One practical explanation for this was that the cannabis cultivated in places like China, India and Morocco might take as long as one year to reach Western markets. And since storage conditions were less than optimal in sailing vessels of the day, quality of the plant constituents degraded during storage.

During the Victorian Era, many alkaloids were extracted from plants for their unique properties. Plant chemists were successful because alkaloids they sought were water soluble organic bases that formed crystalline solids when combined with certain acids. Among the compounds isolated in the 19th century were quinine, cocaine and morphine; these represented significant advances in plant chemistry.

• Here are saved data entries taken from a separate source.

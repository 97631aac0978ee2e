// アプリケーション層モジュール
pub mod echo_handler;

// 再エクスポート
pub use echo_handler::{EchoHandler, EchoHandlerError};
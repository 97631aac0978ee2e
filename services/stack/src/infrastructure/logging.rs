/// ログ基盤モジュール
///
/// 合成CLI向けの構造化ログ設定を提供する。
/// 標準出力はテンプレート出力に使うため、ログは標準エラーにJSON形式で出す。
use std::sync::Once;

use tracing_subscriber::{EnvFilter, layer::SubscriberExt, util::SubscriberInitExt};

/// ログサブスクライバー初期化用の同期プリミティブ
static INIT: Once = Once::new();

/// ログサブスクライバーを初期化する
///
/// `RUST_LOG`でフィルタリングし、未設定の場合はinfoレベルとする。
/// 複数回呼び出しても最初の呼び出しのみ初期化を実行する。
pub fn init_logging() {
    INIT.call_once(|| {
        let env_filter =
            EnvFilter::try_from_default_env().unwrap_or_else(|_| EnvFilter::new("info"));

        let json_layer = tracing_subscriber::fmt::layer()
            .json()
            .with_writer(std::io::stderr)
            .with_target(true)
            .flatten_event(true)
            .with_current_span(false);

        let _ = tracing_subscriber::registry()
            .with(env_filter)
            .with(json_layer)
            .try_init();
    });
}

/// テスト用のログサブスクライバーを初期化する（人間が読みやすい形式）
#[cfg(test)]
pub fn init_test_logging() {
    static TEST_INIT: Once = Once::new();

    TEST_INIT.call_once(|| {
        let env_filter =
            EnvFilter::try_from_default_env().unwrap_or_else(|_| EnvFilter::new("debug"));

        let fmt_layer = tracing_subscriber::fmt::layer()
            .with_test_writer()
            .with_target(true)
            .compact();

        let _ = tracing_subscriber::registry()
            .with(env_filter)
            .with(fmt_layer)
            .try_init();
    });
}
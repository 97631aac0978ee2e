// アプリケーション層モジュール
pub mod echo_stack;
pub mod synthesizer;
pub mod template;

// 再エクスポート
pub use echo_stack::{
    ECHO_FUNCTION_ASSET_PATH, ECHO_FUNCTION_HANDLER, ECHO_FUNCTION_ID, ECHO_FUNCTION_RUNTIME,
    ECHO_STACK_ID, echo_function_stack,
};
pub use synthesizer::{SynthError, Synthesizer, logical_id};
pub use template::{CodeProperty, FunctionProperties, Template, TemplateResource};
// スタック宣言
//
// 関数リソースを1つだけ持つ不変の宣言値。
// 外部のプロビジョニングツールがこれを元に差分を取り、作成・更新・削除を行う。

use super::function_resource::{FunctionProps, FunctionResource};

/// 関数リソース1つだけを含むスタック宣言
#[derive(Debug, Clone, PartialEq, Eq)]
pub struct StackDeclaration {
    stack_id: String,
    function: FunctionResource,
}

impl StackDeclaration {
    /// スタックID
    pub fn stack_id(&self) -> &str {
        &self.stack_id
    }

    /// 宣言された関数リソース
    pub fn function(&self) -> &FunctionResource {
        &self.function
    }

    /// スタック内の全リソース
    ///
    /// 他リソースへの依存を持たないため、順序は意味を持たない。
    pub fn resources(&self) -> &[FunctionResource] {
        std::slice::from_ref(&self.function)
    }
}

/// 関数スタックを宣言
///
/// 設定値を検証せずにそのまま保持する。
/// 不正なハンドラー名やコード配置場所は合成時に検出される。
///
/// # Arguments
/// * `stack_id` - スタックID
/// * `function_id` - スタック内での関数リソースID
/// * `props` - ランタイム、コード配置場所、エントリポイント名
pub fn declare_function_stack(
    stack_id: impl Into<String>,
    function_id: impl Into<String>,
    props: FunctionProps,
) -> StackDeclaration {
    StackDeclaration {
        stack_id: stack_id.into(),
        function: FunctionResource::new(function_id.into(), props),
    }
}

The molecules on the cannabis plant, though, were almost completely insoluble in water. The chemical nature of cannabinoids prevented early plant chemists during the Victorian period from creating efficient extracts of these polar compounds. The active ingredient, delta 9-Tetrahydrocannabinilol (or Delta-9-THC), was not isolated and summarily identified until 1964 (5).

Cannabinoid receptors discovered in the human body

In the 1990s, researchers made discoveries essential for the establishment of the cannabinoid research field. By the end of the decade scientists had discovered two distinct cannabinoid receptors (CB1 and CB2), isolated endogenous cannabinoids (Anandamide and 2-Arachidonylglycerol), synthesized a cadre of ligands, and generated cannabinoid receptor knockout mice (i.e., CB1 KO) (Gerard et al., 1990; Matsuda et al., 1990; Zimmer et al., 1999).

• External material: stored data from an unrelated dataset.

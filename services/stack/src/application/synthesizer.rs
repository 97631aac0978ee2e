/// テンプレート合成
///
/// スタック宣言をCloudFormation形式のテンプレートに変換する。
/// 宣言自体は検証を行わないため、設定不備はここで検出する。
use std::collections::BTreeMap;
use std::path::{Path, PathBuf};

use thiserror::Error;
use tracing::{debug, error, info, instrument};

use super::template::{
    ASSET_PATH_METADATA_KEY, ASSET_PROPERTY_METADATA_KEY, CodeProperty, FunctionProperties,
    LAMBDA_FUNCTION_TYPE, Template, TemplateResource,
};
use crate::domain::{FunctionResource, StackDeclaration};

/// 合成エラー
#[derive(Debug, Error)]
pub enum SynthError {
    /// ハンドラー名が空
    #[error("ハンドラー名が空です: resource={0}")]
    EmptyHandler(String),

    /// リソースIDから論理IDを作れない
    #[error("リソースIDから論理IDを生成できません: {0:?}")]
    InvalidLogicalId(String),

    /// コードのアセットが存在しない
    #[error("アセットが見つかりません: {}", .0.display())]
    AssetNotFound(PathBuf),
}

/// テンプレート合成器
#[derive(Debug, Clone)]
pub struct Synthesizer {
    /// 相対アセットパスの解決基準
    asset_root: PathBuf,
    /// アセットの存在確認を行うか
    check_assets: bool,
}

impl Synthesizer {
    /// 新しい合成器を作成（アセット存在確認あり）
    pub fn new(asset_root: impl Into<PathBuf>) -> Self {
        Self {
            asset_root: asset_root.into(),
            check_assets: true,
        }
    }

    /// アセットの存在確認を切り替え
    pub fn with_asset_check(mut self, check_assets: bool) -> Self {
        self.check_assets = check_assets;
        self
    }

    /// アセットパスを解決基準と結合（絶対パスはそのまま）
    pub fn resolve_asset(&self, asset_path: &Path) -> PathBuf {
        self.asset_root.join(asset_path)
    }

    /// スタック宣言からテンプレートを合成
    ///
    /// # 戻り値
    /// * `Ok(Template)` - 宣言されたリソースだけを含むテンプレート
    /// * `Err(SynthError)` - ハンドラー名が空、論理IDを作れない、アセットが存在しない
    #[instrument(skip_all, fields(stack_id = %stack.stack_id()))]
    pub fn synthesize(&self, stack: &StackDeclaration) -> Result<Template, SynthError> {
        let mut resources = BTreeMap::new();

        for resource in stack.resources() {
            let logical_id = logical_id(resource.id())?;
            let template_resource = self.synthesize_function(resource)?;

            debug!(
                resource_id = resource.id(),
                logical_id = %logical_id,
                "リソースを合成"
            );
            resources.insert(logical_id, template_resource);
        }

        info!(resource_count = resources.len(), "テンプレート合成完了");

        Ok(Template { resources })
    }

    fn synthesize_function(
        &self,
        resource: &FunctionResource,
    ) -> Result<TemplateResource, SynthError> {
        if resource.handler().trim().is_empty() {
            error!(resource_id = resource.id(), "ハンドラー名が空");
            return Err(SynthError::EmptyHandler(resource.id().to_string()));
        }

        let asset_path = resource.code().asset_path();
        if self.check_assets {
            let resolved = self.resolve_asset(asset_path);
            if !resolved.exists() {
                error!(path = %resolved.display(), "アセットが存在しない");
                return Err(SynthError::AssetNotFound(resolved));
            }
        }

        let asset_path = asset_path.to_string_lossy().into_owned();

        Ok(TemplateResource {
            resource_type: LAMBDA_FUNCTION_TYPE.to_string(),
            properties: FunctionProperties {
                runtime: resource.runtime().as_str().to_string(),
                handler: resource.handler().to_string(),
                code: CodeProperty {
                    asset_path: asset_path.clone(),
                },
            },
            metadata: BTreeMap::from([
                (ASSET_PATH_METADATA_KEY.to_string(), asset_path),
                (ASSET_PROPERTY_METADATA_KEY.to_string(), "Code".to_string()),
            ]),
        })
    }
}

/// リソースIDから論理IDを生成
///
/// CloudFormationの論理IDは英数字のみのため、それ以外の文字を取り除く。
pub fn logical_id(resource_id: &str) -> Result<String, SynthError> {
    let id: String = resource_id
        .chars()
        .filter(|c| c.is_ascii_alphanumeric())
        .collect();

    if id.is_empty() {
        return Err(SynthError::InvalidLogicalId(resource_id.to_string()));
    }

    Ok(id)
}

#[cfg(test)]
mod tests {
    use super::*;
    use crate::application::echo_function_stack;
    use crate::domain::{Code, FunctionProps, Runtime, declare_function_stack};
    use crate::infrastructure::logging::init_test_logging;

    // ==================== テストヘルパー ====================

    /// アセットディレクトリを作成した一時ディレクトリを返す
    fn asset_root_with(asset: &str) -> tempfile::TempDir {
        init_test_logging();
        let dir = tempfile::tempdir().unwrap();
        std::fs::create_dir_all(dir.path().join(asset)).unwrap();
        dir
    }

    // ==================== logical_id テスト ====================

    #[test]
    fn test_logical_id_keeps_alphanumerics() {
        assert_eq!(logical_id("EchoFunction").unwrap(), "EchoFunction");
    }

    #[test]
    fn test_logical_id_strips_symbols() {
        assert_eq!(logical_id("echo-function_v2").unwrap(), "echofunctionv2");
    }

    #[test]
    fn test_logical_id_empty() {
        assert!(matches!(
            logical_id("--"),
            Err(SynthError::InvalidLogicalId(id)) if id == "--"
        ));
    }

    // ==================== synthesize テスト ====================

    #[test]
    fn test_synthesize_single_function_resource() {
        let root = asset_root_with("lib/aws-lambda/dist");
        let stack = declare_function_stack(
            "MyStack",
            "MyFunction",
            FunctionProps::new(
                Runtime::Nodejs12x,
                Code::from_asset("lib/aws-lambda/dist"),
                "index.handler",
            ),
        );

        let template = Synthesizer::new(root.path()).synthesize(&stack).unwrap();

        assert_eq!(template.resources.len(), 1);
        assert_eq!(template.count_of_type(LAMBDA_FUNCTION_TYPE), 1);

        let resource = &template.resources["MyFunction"];
        assert_eq!(resource.properties.runtime, "nodejs12.x");
        assert_eq!(resource.properties.handler, "index.handler");
        assert_eq!(resource.properties.code.asset_path, "lib/aws-lambda/dist");
        assert_eq!(resource.metadata[ASSET_PATH_METADATA_KEY], "lib/aws-lambda/dist");
        assert_eq!(resource.metadata[ASSET_PROPERTY_METADATA_KEY], "Code");
    }

    #[test]
    fn test_synthesize_echo_stack() {
        let root = asset_root_with("target/lambda/handler");

        let template = Synthesizer::new(root.path())
            .synthesize(&echo_function_stack())
            .unwrap();

        let resource = &template.resources["EchoFunction"];
        assert_eq!(resource.resource_type, "AWS::Lambda::Function");
        assert_eq!(resource.properties.runtime, "provided.al2023");
        assert_eq!(resource.properties.handler, "bootstrap");
        assert_eq!(resource.properties.code.asset_path, "target/lambda/handler");
    }

    #[test]
    fn test_synthesize_is_deterministic() {
        let root = asset_root_with("target/lambda/handler");
        let synthesizer = Synthesizer::new(root.path());

        let first = synthesizer.synthesize(&echo_function_stack()).unwrap();
        let second = synthesizer.synthesize(&echo_function_stack()).unwrap();

        assert_eq!(
            serde_json::to_string(&first).unwrap(),
            serde_json::to_string(&second).unwrap()
        );
    }

    #[test]
    fn test_synthesize_missing_asset() {
        init_test_logging();
        let root = tempfile::tempdir().unwrap();

        let result = Synthesizer::new(root.path()).synthesize(&echo_function_stack());

        match result.unwrap_err() {
            SynthError::AssetNotFound(path) => {
                assert_eq!(path, root.path().join("target/lambda/handler"));
            }
            other => panic!("Expected AssetNotFound, got {:?}", other),
        }
    }

    #[test]
    fn test_synthesize_without_asset_check() {
        init_test_logging();
        let root = tempfile::tempdir().unwrap();

        let template = Synthesizer::new(root.path())
            .with_asset_check(false)
            .synthesize(&echo_function_stack())
            .unwrap();

        assert_eq!(template.resources.len(), 1);
    }

    #[test]
    fn test_synthesize_empty_handler() {
        let root = asset_root_with("dist");
        let stack = declare_function_stack(
            "S",
            "F",
            FunctionProps::new(Runtime::ProvidedAl2023, Code::from_asset("dist"), "  "),
        );

        match Synthesizer::new(root.path()).synthesize(&stack).unwrap_err() {
            SynthError::EmptyHandler(id) => assert_eq!(id, "F"),
            other => panic!("Expected EmptyHandler, got {:?}", other),
        }
    }

    #[test]
    fn test_resolve_asset_absolute_path() {
        let synthesizer = Synthesizer::new("/workspace");
        assert_eq!(
            synthesizer.resolve_asset(Path::new("/opt/dist")),
            PathBuf::from("/opt/dist")
        );
        assert_eq!(
            synthesizer.resolve_asset(Path::new("dist")),
            PathBuf::from("/workspace/dist")
        );
    }

    #[test]
    fn test_synth_error_display() {
        let error = SynthError::AssetNotFound(PathBuf::from("/tmp/missing"));
        assert_eq!(error.to_string(), "アセットが見つかりません: /tmp/missing");
    }
}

Efforts to identify and clone the CB1 receptor demonstrate that it is one of the most abundant proteins in the brain. Thus, cannabinoid receptors became an attractive target for drug development. The availability of synthetic THC and novel analogs has allowed researchers to begin characterizing the role of this neuronal G-protein coupled receptor (GPCR). The complex physiological mechanisms involving cannabinoid receptors and their ligands in mammals is referred to as the endocannabinoid system (ECS) (4).

According to History of Cannabis as a Medicine: A Review:

The identification of the chemical structure of cannabis components and the possibility of obtaining its pure constituents were related to a significant increase in scientific interest in such plant, since 1965. This interest was renewed in the 1990’s with the description of cannabinoid receptors and the identification of an endogenous cannabinoid system in the brain. A new and more consistent cycle of the use of cannabis derivatives as medication begins, since treatment effectiveness and safety started to be scientifically proven.

Cannabinoids effective against brain aging and Alzheimer’s

That said, cannabinoids are a class of diverse chemical compounds that act on cannabinoid receptors on cells that repress neurotransmitter release in the brain. In fact, the human brain contains an extensive network of special receptor sites that modulate nervous system function only when activated by the appropriate cannabinoid compounds, many of which are found in abundance in the marijuana plant. And emerging research continues to uncover the unique role these cannabinoids play in protecting brain function, which in turn helps deter the aging process and even reverse the damaging effects of Alzheimer’s disease and other forms of dementia and cognitive abnormality (2).

Notes the Cannabis International Foundation:

Cannabis provides highly digestible globular protein, which is balanced for all of the Essential Amino Acids. Cannabis provides the ideal ratio of omega 6 to omega 3 Essential Fatty Acids. Critically, cannabis is the only known source of the Essential Cannabinoid Acids. It is clear that all 7 billion individuals would benefit from access to cannabis as a unique functional food.